Pifarély, who has been known over the years for his work with Louis Sclavis, Marc Ducret and going back a bit Mike Westbrook, chooses for his title a line from TS Eliot’s Four Quartets. All but one of the tracks are dedicated to distinguished writers, poets mainly – Mahmoud Darwish, Fernando Pessoa, André du Bouchet, Henri Michaux, Jacques Dupin, Paul CelanJuan Gelman and Bernard Noël – and there is an aestheticism to the album not only in the titling, an intellectualising that in no way hinders enjoyment. The final track makes a fleeting reference to the art of the jazz standard as ‘My Foolish Heart’ proceeds to be dismantled almost distractedly, lovingly put back together again to somehow enhance its basic features while adding the improviser’s own highly distinctive thoughts. While the atmosphere is unyielding the mood is quite uniform stylistically, occasionally diverting say on ‘Gegenlicht’ into something somehow Arabic-sounding that a player like Rabih Abou-Khalil (who Pifarély appeared with on the 1998 album Yara) might come up with via scalar episodes and a hypnotic circular unwinding of itself that is somehow resolved intuitively.

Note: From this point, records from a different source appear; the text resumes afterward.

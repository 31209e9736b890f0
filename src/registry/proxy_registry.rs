//! # Proxy Registry
//!
//! Per-core registry of named data holders with lifecycle hooks.
//!
//! The ProxyRegistry (the model of a core) is a plain name-to-instance
//! store: proxies carry no notification interests, so registration wires
//! nothing into the view. Its job is ownership, retrieval, and the
//! register/remove lifecycle hooks.

use crate::proxy::Proxy;
use dashmap::DashMap;
use std::sync::Arc;
use tracing::info;

/// Per-core store of named data holders.
pub struct ProxyRegistry {
    /// The core this registry belongs to
    core_key: String,
    /// Mapping of proxy names to proxy instances
    proxy_map: DashMap<String, Arc<dyn Proxy>>,
}

impl ProxyRegistry {
    pub(crate) fn new(core_key: &str) -> Self {
        Self {
            core_key: core_key.to_string(),
            proxy_map: DashMap::new(),
        }
    }

    /// The key of the core this registry belongs to.
    pub fn core_key(&self) -> &str {
        &self.core_key
    }

    /// Register a proxy by name.
    ///
    /// Binds the proxy's notifier to this core, stores it (re-registering
    /// a name replaces the previous instance), and runs its registration
    /// hook.
    pub fn register_proxy(&self, proxy: Arc<dyn Proxy>) {
        let name = proxy.name().to_string();

        proxy.notifier().bind(&self.core_key);
        self.proxy_map.insert(name.clone(), Arc::clone(&proxy));
        proxy.on_register();

        info!(
            core = %self.core_key,
            proxy = %name,
            "registered proxy"
        );
    }

    /// Retrieve a registered proxy by name.
    pub fn retrieve_proxy(&self, name: &str) -> Option<Arc<dyn Proxy>> {
        self.proxy_map.get(name).map(|p| Arc::clone(&p))
    }

    /// Check whether a proxy is registered under the given name.
    pub fn has_proxy(&self, name: &str) -> bool {
        self.proxy_map.contains_key(name)
    }

    /// Remove a proxy by name, running its removal hook.
    ///
    /// Returns the removed proxy, or `None` if the name was not
    /// registered.
    pub fn remove_proxy(&self, name: &str) -> Option<Arc<dyn Proxy>> {
        let (_, proxy) = self.proxy_map.remove(name)?;
        proxy.on_remove();

        info!(
            core = %self.core_key,
            proxy = %name,
            "removed proxy"
        );
        Some(proxy)
    }

    /// Number of registered proxies.
    pub fn proxy_count(&self) -> usize {
        self.proxy_map.len()
    }
}

impl std::fmt::Debug for ProxyRegistry {
    fn fmt(&self, f: &mut std::fmt::Formatter<'_>) -> std::fmt::Result {
        f.debug_struct("ProxyRegistry")
            .field("core_key", &self.core_key)
            .field("proxies", &self.proxy_map.len())
            .finish()
    }
}
//! # Structured Logging Module
//!
//! Environment-aware structured logging for registry and dispatch
//! diagnostics. Initialization is idempotent and tolerates a subscriber
//! already installed by the embedding application.

use std::sync::OnceLock;
use tracing_subscriber::{fmt, layer::SubscriberExt, util::SubscriberInitExt, EnvFilter, Layer};

static LOGGER_INITIALIZED: OnceLock<()> = OnceLock::new();

/// Initialize structured logging with environment-specific configuration.
///
/// Honors `COURIER_LOG` as an env-filter directive; otherwise derives the
/// default level from the runtime environment. Safe to call more than once
/// and safe to call from a host that already installed a global subscriber.
pub fn init_structured_logging() {
    LOGGER_INITIALIZED.get_or_init(|| {
        let environment = get_environment();
        let log_level =
            std::env::var("COURIER_LOG").unwrap_or_else(|_| get_log_level(&environment));

        let subscriber = tracing_subscriber::registry().with(
            fmt::layer()
                .with_target(true)
                .with_thread_ids(true)
                .with_level(true)
                .with_filter(EnvFilter::new(log_level)),
        );

        // Use try_init to avoid panic if global subscriber already set
        if subscriber.try_init().is_err() {
            tracing::debug!(
                "Global tracing subscriber already initialized - continuing with existing subscriber"
            );
        }

        tracing::debug!(
            environment = %environment,
            "structured logging initialized"
        );
    });
}

/// Get current environment from environment variables
fn get_environment() -> String {
    std::env::var("COURIER_ENV")
        .or_else(|_| std::env::var("APP_ENV"))
        .unwrap_or_else(|_| "development".to_string())
}

/// Get log level based on environment
fn get_log_level(environment: &str) -> String {
    match environment {
        "test" => "debug".to_string(),
        "development" => "debug".to_string(),
        "production" => "info".to_string(),
        _ => "debug".to_string(),
    }
}
//! Shared fixtures for integration tests.
//!
//! Counter-instrumented mediator, proxy, and command implementations used
//! across the suites.

#![allow(dead_code)]

use courier_core::{Command, HandlerResult, Mediator, Notification, Notifier, Proxy};
use serde_json::Value;
use std::sync::atomic::{AtomicUsize, Ordering};
use std::sync::{Arc, Mutex};

/// Mediator that records every lifecycle event and handled notification.
///
/// With a `remove_self_on` trigger set, the mediator removes itself from
/// its core (through its own notifier, the way a production mediator
/// would) upon handling that notification.
pub struct RecordingMediator {
    name: String,
    notifier: Notifier,
    interests: Vec<String>,
    handled: AtomicUsize,
    registered: AtomicUsize,
    removed: AtomicUsize,
    last_body: Mutex<Option<Value>>,
    remove_self_on: Option<String>,
}

impl RecordingMediator {
    pub fn new(name: &str, interests: &[&str]) -> Arc<Self> {
        Arc::new(Self {
            name: name.to_string(),
            notifier: Notifier::new(),
            interests: interests.iter().map(|s| s.to_string()).collect(),
            handled: AtomicUsize::new(0),
            registered: AtomicUsize::new(0),
            removed: AtomicUsize::new(0),
            last_body: Mutex::new(None),
            remove_self_on: None,
        })
    }

    /// A mediator that removes itself when it handles `trigger`.
    pub fn self_removing(name: &str, interests: &[&str], trigger: &str) -> Arc<Self> {
        let mut mediator = Self {
            name: name.to_string(),
            notifier: Notifier::new(),
            interests: interests.iter().map(|s| s.to_string()).collect(),
            handled: AtomicUsize::new(0),
            registered: AtomicUsize::new(0),
            removed: AtomicUsize::new(0),
            last_body: Mutex::new(None),
            remove_self_on: None,
        };
        mediator.remove_self_on = Some(trigger.to_string());
        Arc::new(mediator)
    }

    pub fn handled(&self) -> usize {
        self.handled.load(Ordering::SeqCst)
    }

    pub fn registered(&self) -> usize {
        self.registered.load(Ordering::SeqCst)
    }

    pub fn removed(&self) -> usize {
        self.removed.load(Ordering::SeqCst)
    }

    pub fn last_body(&self) -> Option<Value> {
        self.last_body.lock().unwrap().clone()
    }
}

impl Mediator for RecordingMediator {
    fn name(&self) -> &str {
        &self.name
    }

    fn notifier(&self) -> &Notifier {
        &self.notifier
    }

    fn notification_interests(&self) -> Vec<String> {
        self.interests.clone()
    }

    fn handle_notification(&self, notification: &Notification) -> HandlerResult {
        self.handled.fetch_add(1, Ordering::SeqCst);
        *self.last_body.lock().unwrap() = notification.body().cloned();

        if self.remove_self_on.as_deref() == Some(notification.name()) {
            self.notifier.facade()?.remove_mediator(&self.name);
        }
        Ok(())
    }

    fn on_register(&self) {
        self.registered.fetch_add(1, Ordering::SeqCst);
    }

    fn on_remove(&self) {
        self.removed.fetch_add(1, Ordering::SeqCst);
    }
}

/// Proxy holding a JSON payload, with instrumented lifecycle hooks.
pub struct RecordingProxy {
    name: String,
    notifier: Notifier,
    data: Value,
    registered: AtomicUsize,
    removed: AtomicUsize,
}

impl RecordingProxy {
    pub fn new(name: &str, data: Value) -> Arc<Self> {
        Arc::new(Self {
            name: name.to_string(),
            notifier: Notifier::new(),
            data,
            registered: AtomicUsize::new(0),
            removed: AtomicUsize::new(0),
        })
    }

    pub fn registered(&self) -> usize {
        self.registered.load(Ordering::SeqCst)
    }

    pub fn removed(&self) -> usize {
        self.removed.load(Ordering::SeqCst)
    }
}

impl Proxy for RecordingProxy {
    fn name(&self) -> &str {
        &self.name
    }

    fn notifier(&self) -> &Notifier {
        &self.notifier
    }

    fn data(&self) -> Option<Value> {
        Some(self.data.clone())
    }

    fn on_register(&self) {
        self.registered.fetch_add(1, Ordering::SeqCst);
    }

    fn on_remove(&self) {
        self.removed.fetch_add(1, Ordering::SeqCst);
    }
}

/// Command that bumps a shared counter and records the core key it was
/// bound with.
pub struct CountingCommand {
    notifier: Notifier,
    count: Arc<AtomicUsize>,
    bound_keys: Arc<Mutex<Vec<String>>>,
}

impl CountingCommand {
    pub fn new(count: Arc<AtomicUsize>, bound_keys: Arc<Mutex<Vec<String>>>) -> Self {
        Self {
            notifier: Notifier::new(),
            count,
            bound_keys,
        }
    }
}

impl Command for CountingCommand {
    fn notifier(&self) -> &Notifier {
        &self.notifier
    }

    fn execute(&self, _notification: &Notification) -> HandlerResult {
        if let Some(key) = self.notifier.core_key() {
            self.bound_keys.lock().unwrap().push(key);
        }
        self.count.fetch_add(1, Ordering::SeqCst);
        Ok(())
    }
}
//! # Command
//!
//! Stateless, freshly-constructed-per-invocation notification handlers.
//!
//! A command is bound to a notification name through the command registry;
//! every time that notification fires, the registry calls the bound
//! factory for a brand-new instance, binds the owning core key to it, and
//! executes it. Nothing of a command instance survives between
//! invocations.

use crate::error::HandlerResult;
use crate::notification::Notification;
use crate::notifier::Notifier;
use parking_lot::Mutex;
use std::sync::Arc;

/// A notification handler constructed fresh for every execution.
pub trait Command: Send + Sync {
    /// The embedded notifier; bound to the owning core before `execute`.
    fn notifier(&self) -> &Notifier;

    /// Fulfill the use-case initiated by the given notification.
    fn execute(&self, notification: &Notification) -> HandlerResult;
}

/// Zero-argument factory producing a fresh command instance.
pub type CommandFactory = Arc<dyn Fn() -> Box<dyn Command> + Send + Sync>;

/// A command composed of subcommand factories executed in FIFO order.
///
/// Each subcommand is freshly constructed, bound to this command's core
/// key, and executed with the triggering notification. The subcommand
/// list drains as it executes; a macro command instance runs its
/// subcommands at most once, which is consistent with commands being
/// single-use.
pub struct MacroCommand {
    notifier: Notifier,
    subcommands: Mutex<Vec<CommandFactory>>,
}

impl MacroCommand {
    pub fn new() -> Self {
        Self {
            notifier: Notifier::new(),
            subcommands: Mutex::new(Vec::new()),
        }
    }

    /// Append a subcommand factory. Execution order is append order.
    pub fn add_subcommand(&self, factory: CommandFactory) {
        self.subcommands.lock().push(factory);
    }

    /// Number of subcommands not yet executed.
    pub fn subcommand_count(&self) -> usize {
        self.subcommands.lock().len()
    }
}

impl Default for MacroCommand {
    fn default() -> Self {
        Self::new()
    }
}

impl Command for MacroCommand {
    fn notifier(&self) -> &Notifier {
        &self.notifier
    }

    fn execute(&self, notification: &Notification) -> HandlerResult {
        // drain under the lock, execute outside it; a subcommand may
        // legitimately reenter this macro (e.g. add further subcommands)
        let drained: Vec<CommandFactory> = self.subcommands.lock().drain(..).collect();

        for factory in drained {
            let command = factory();
            if let Some(key) = self.notifier.core_key() {
                command.notifier().bind(&key);
            }
            command.execute(notification)?;
        }
        Ok(())
    }
}
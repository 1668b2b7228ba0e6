//! Snapshot Module
//!
//! 検出結果の永続化を提供するモジュール。直近のアップロードで検出された
//! 全テーブルを、1つのフラットなJSONドキュメントとして保存します。
//! 保存は常に前回のスナップショットを上書きし、履歴は保持しません。

use std::fs;
use std::path::{Path, PathBuf};

use crate::error::SheetScoutError;
use crate::serialize::SerializedTable;

/// スナップショットストア
///
/// 1つのJSONファイルへの保存と読み戻しを担当します。
///
/// # 使用例
///
/// ```rust,no_run
/// use sheetscout::SnapshotStore;
///
/// # fn main() -> Result<(), sheetscout::SheetScoutError> {
/// let store = SnapshotStore::new("data.json");
/// let tables = store.load()?;
/// # Ok(())
/// # }
/// ```
#[derive(Debug, Clone)]
pub struct SnapshotStore {
    /// スナップショットファイルのパス
    path: PathBuf,
}

impl SnapshotStore {
    /// 新しいストアを生成
    ///
    /// # 引数
    ///
    /// * `path` - スナップショットファイルのパス
    pub fn new(path: impl Into<PathBuf>) -> Self {
        Self { path: path.into() }
    }

    /// スナップショットファイルのパスを取得
    pub fn path(&self) -> &Path {
        &self.path
    }

    /// スナップショットが存在するかを判定
    pub fn exists(&self) -> bool {
        self.path.exists()
    }

    /// テーブル列をスナップショットとして保存
    ///
    /// 既存のスナップショットは上書きされます。出力は整形済み
    /// （インデント付き）のJSONです。
    ///
    /// # 引数
    ///
    /// * `tables` - 保存するテーブル列（検出順）
    pub fn save(&self, tables: &[SerializedTable]) -> Result<(), SheetScoutError> {
        let json = serde_json::to_string_pretty(tables)?;
        fs::write(&self.path, json)?;
        Ok(())
    }

    /// スナップショットを構造化データとして読み戻す
    ///
    /// # 戻り値
    ///
    /// * `Ok(Vec<SerializedTable>)` - 読み込みに成功した場合
    /// * `Err(SheetScoutError::MissingSnapshot)` - スナップショットが存在しない場合
    pub fn load(&self) -> Result<Vec<SerializedTable>, SheetScoutError> {
        let text = self.load_raw()?;
        Ok(serde_json::from_str(&text)?)
    }

    /// スナップショットのJSONテキストをそのまま読み戻す
    ///
    /// 質問応答パスは、保存されたドキュメントを加工せずにコンテキスト
    /// として使用するため、このメソッドを使います。
    ///
    /// # 戻り値
    ///
    /// * `Ok(String)` - JSONテキスト
    /// * `Err(SheetScoutError::MissingSnapshot)` - スナップショットが存在しない場合
    pub fn load_raw(&self) -> Result<String, SheetScoutError> {
        match fs::read_to_string(&self.path) {
            Ok(text) => Ok(text),
            Err(e) if e.kind() == std::io::ErrorKind::NotFound => {
                Err(SheetScoutError::MissingSnapshot)
            }
            Err(e) => Err(e.into()),
        }
    }
}
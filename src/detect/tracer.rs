//! Boundary Tracer Module
//!
//! ヘッダーセルからテーブルの右端・下端を罫線の有無で探索するモジュール。
//! 右端はヘッダー走行の連続性と右罫線、下端は両端列の下罫線で決定します。

use crate::detect::header::HeaderPredicate;
use crate::grid::SheetGrid;
use crate::types::{CellCoord, TableRegion};

/// ヘッダー先頭セルからテーブル領域を探索
///
/// # 引数
///
/// * `grid` - 走査対象のグリッド
/// * `pred` - ヘッダー判定述語
/// * `header_row` - ヘッダー行の行番号（1始まり）
/// * `start_col` - ヘッダー走行の先頭列番号（1始まり）
///
/// # 戻り値
///
/// * `Some(TableRegion)` - 右端・下端の両方が見つかった場合
/// * `None` - どちらかの境界が見つからなかった場合（候補は破棄され、
///   呼び出し側は次の候補の走査を続行する）
pub(crate) fn trace_region(
    grid: &SheetGrid,
    pred: &HeaderPredicate,
    header_row: u32,
    start_col: u32,
) -> Option<TableRegion> {
    let right_col = trace_right_edge(grid, pred, header_row, start_col)?;
    let bottom_row = trace_bottom_edge(grid, pred, header_row, start_col, right_col)?;

    Some(TableRegion::new(
        CellCoord::new(header_row, start_col),
        CellCoord::new(bottom_row, right_col),
    ))
}

/// 右端の探索
///
/// `start_col`から右へ、ヘッダースタイルが連続する限り走行を伸ばします。
/// 走行は最初の非ヘッダーセル、またはシート右端で終わります。走行末尾の
/// セルが右罫線を持つ場合のみ、その列を右端として返します。
/// 単一列の走行も許容されます。
fn trace_right_edge(
    grid: &SheetGrid,
    pred: &HeaderPredicate,
    header_row: u32,
    start_col: u32,
) -> Option<u32> {
    if !pred.is_header(grid.cell(header_row, start_col)) {
        return None;
    }

    let mut run_end = start_col;
    while run_end < grid.max_col() && pred.is_header(grid.cell(header_row, run_end + 1)) {
        run_end += 1;
    }

    if grid.cell(header_row, run_end).style.borders.right {
        Some(run_end)
    } else {
        None
    }
}

/// 下端の探索
///
/// `header_row + 1`から下へ走査し、左端列と右端列の両方が下罫線を持つ
/// 行を候補とします。より下の行が再び候補となった場合はそちらが優先され、
/// 次のヘッダーまたはシート末尾の手前で最後に見つかった候補が下端に
/// なります（テーブル内部の罫線行を飛び越えるための挙動）。
///
/// 左端列にヘッダースタイルのセルが現れた時点で走査を打ち切ります。
/// その時点で候補が1つもなければ、現テーブルは末尾罫線を持たないまま
/// 次のテーブルが始まったとみなし、`None`を返します。
fn trace_bottom_edge(
    grid: &SheetGrid,
    pred: &HeaderPredicate,
    header_row: u32,
    left_col: u32,
    right_col: u32,
) -> Option<u32> {
    let mut best: Option<u32> = None;

    for row in (header_row + 1)..=grid.max_row() {
        // 次のテーブルのヘッダーに達したら走査終了
        if pred.is_header(grid.cell(row, left_col)) {
            break;
        }

        if grid.cell(row, left_col).style.borders.bottom
            && grid.cell(row, right_col).style.borders.bottom
        {
            best = Some(row);
        }
    }

    best
}
//! Workbook Parser Module
//!
//! calamineを使用したExcelファイル解析の基礎実装。
//! 先頭シートのセル値を絶対座標付きで抽出します。

use calamine::{open_workbook_auto_from_rs, Data, Reader, Sheets, Xlsx};
use std::io::Cursor;

use crate::error::SheetScoutError;
use crate::types::{CellCoord, CellValue, RawCell};

/// ワークブックパーサー
///
/// calamineのラッパーとして、ワークブックレベルの操作を提供します。
/// 検出対象は先頭シートのみです（複数シートの一括処理は非対応）。
pub(crate) struct WorkbookParser {
    /// calamineのワークブック（XLSX形式のみサポート）
    workbook: Xlsx<Cursor<Vec<u8>>>,
}

impl WorkbookParser {
    /// メモリ上のバイト列からワークブックを開く
    ///
    /// # 引数
    ///
    /// * `buffer` - Excelファイルのバイト列
    ///
    /// # 戻り値
    ///
    /// * `Ok(WorkbookParser)` - ワークブックの読み込みに成功した場合
    /// * `Err(SheetScoutError)` - 読み込みに失敗した場合、またはXLSX形式でない場合
    pub fn open(buffer: Vec<u8>) -> Result<Self, SheetScoutError> {
        let sheets =
            open_workbook_auto_from_rs(Cursor::new(buffer)).map_err(SheetScoutError::Parse)?;
        let workbook = match sheets {
            Sheets::Xlsx(workbook) => workbook,
            _ => {
                return Err(SheetScoutError::Config(
                    "Only XLSX format is supported".to_string(),
                ))
            }
        };

        Ok(WorkbookParser { workbook })
    }

    /// 先頭シートのシート名を取得
    ///
    /// # 戻り値
    ///
    /// * `Ok(String)` - 定義順で先頭のシート名
    /// * `Err(SheetScoutError::Config)` - ワークブックにシートが1枚もない場合
    pub fn first_sheet_name(&self) -> Result<String, SheetScoutError> {
        self.workbook
            .sheet_names()
            .first()
            .cloned()
            .ok_or_else(|| SheetScoutError::Config("Workbook contains no sheets".to_string()))
    }

    /// 指定シートのセル値を抽出
    ///
    /// calamineの読み取り範囲はシート左上の空白領域を省略するため、
    /// 範囲の開始オフセットを加算してシート上の絶対座標（1始まり）に
    /// 変換します。空セルは収集しません。
    ///
    /// # 引数
    ///
    /// * `sheet_name` - 読み取るシート名
    ///
    /// # 戻り値
    ///
    /// * `Ok(Vec<RawCell>)` - 絶対座標付きのセル値リスト
    /// * `Err(SheetScoutError)` - シートの読み取りに失敗した場合
    pub fn read_cells(&mut self, sheet_name: &str) -> Result<Vec<RawCell>, SheetScoutError> {
        let range = self
            .workbook
            .worksheet_range(sheet_name)
            .map_err(|e| SheetScoutError::Parse(e.into()))?;

        let mut cells = Vec::new();

        let Some((start_row, start_col)) = range.start() else {
            // 空シート
            return Ok(cells);
        };

        for (row_idx, row) in range.rows().enumerate() {
            for (col_idx, data) in row.iter().enumerate() {
                let value = convert_value(data);
                if value.is_empty() {
                    continue;
                }

                // calamineの範囲内オフセット（0始まり）から絶対座標（1始まり）へ
                let coord = CellCoord::new(
                    start_row + row_idx as u32 + 1,
                    start_col + col_idx as u32 + 1,
                );
                cells.push(RawCell { coord, value });
            }
        }

        Ok(cells)
    }
}

/// calamineのセル値をクレート内部の値表現に変換
fn convert_value(data: &Data) -> CellValue {
    match data {
        Data::Empty => CellValue::Empty,
        Data::String(s) => {
            if s.is_empty() {
                CellValue::Empty
            } else {
                CellValue::Text(s.clone())
            }
        }
        Data::Float(f) => CellValue::Number(*f),
        Data::Int(i) => CellValue::Number(*i as f64),
        Data::Bool(b) => CellValue::Bool(*b),
        Data::DateTime(dt) => CellValue::DateTime(dt.as_f64()),
        Data::DateTimeIso(s) => CellValue::DateTimeIso(s.clone()),
        Data::DurationIso(s) => CellValue::Text(s.clone()),
        Data::Error(e) => CellValue::Error(format!("{}", e)),
    }
}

Bittersweet tonalities punctuated by jostling staccato phrasing, or lovely legato reveries (the latter for instance on ‘L’air soudain’ the third track) buzz into view and there is plenty of brutal power at Pifarély’s disposal however transformed into swooping chordal haikus.

You might have to decide if what you are hearing is a collection of wordless soliloquies or the natural expression of extended cadenzas taken to the nth degree. There is certainly a declamatory power and exacting rumination in all the pieces no matter how abstract they become that keeps the atmosphere taut and intact. I’d enjoy this probably even more hearing it in concert (incidentally you can’t hear any applause even though these pieces were recorded at concerts, presumably this has been cut out in the editing). But there is plenty here to make you think that bit differently about the whole process of improvisation laid bare.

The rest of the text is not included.